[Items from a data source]

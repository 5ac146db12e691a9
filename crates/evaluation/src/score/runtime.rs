/// Runtimes below this are treated as this value, so that a 0ms
/// measurement cannot dominate the curve.
const MIN_EFFECTIVE_RUNTIME_MS: u32 = 10;

/// Runtime-based score for the "run" flow.
///
/// A failed run is worth nothing. A passed run is worth at most the
/// problem's base points, decaying as the measured runtime grows, and
/// never drops below a tenth of the base (minimum 1).
pub fn score(passed: bool, runtime_ms: u32, base_points: u32) -> u32 {
    if !passed {
        return 0;
    }

    let floor = (base_points / 10).max(1);
    let effective = u64::from(runtime_ms.max(MIN_EFFECTIVE_RUNTIME_MS));
    let decayed = (u64::from(base_points) * 1000) / (1000 + effective);

    (decayed as u32).max(floor)
}

#[cfg(test)]
mod tests {
    use super::score;

    #[test]
    fn failed_runs_score_zero_regardless_of_inputs() {
        assert_eq!(score(false, 0, 100), 0);
        assert_eq!(score(false, 5_000, 100), 0);
        assert_eq!(score(false, 10, 1), 0);
    }

    #[test]
    fn score_never_exceeds_base_points() {
        for runtime_ms in [0, 1, 10, 100, 1_000, 60_000] {
            assert!(score(true, runtime_ms, 100) <= 100);
        }
    }

    #[test]
    fn slower_runs_never_score_more() {
        let mut previous = u32::MAX;
        for runtime_ms in [0, 10, 50, 100, 500, 1_000, 10_000] {
            let current = score(true, runtime_ms, 100);
            assert!(current <= previous, "score must be non-increasing in runtime");
            previous = current;
        }
    }

    #[test]
    fn fast_correct_solutions_score_near_base() {
        let points = score(true, 5, 100);

        assert!(points >= 90, "fast solution scored {points}, expected near 100");
    }

    #[test]
    fn passed_runs_keep_a_positive_floor() {
        assert_eq!(score(true, u32::MAX, 100), 10);
        assert_eq!(score(true, u32::MAX, 3), 1);
    }
}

- WHAT YOU ARE ASKED TO DO -
From the lines above, copy those that contain the word "decayed".

- REPLY TO THE EXERCISE -
    let decayed = (u64::from(base_points) * 1000) / (1000 + effective);
    (decayed as u32).max(floor)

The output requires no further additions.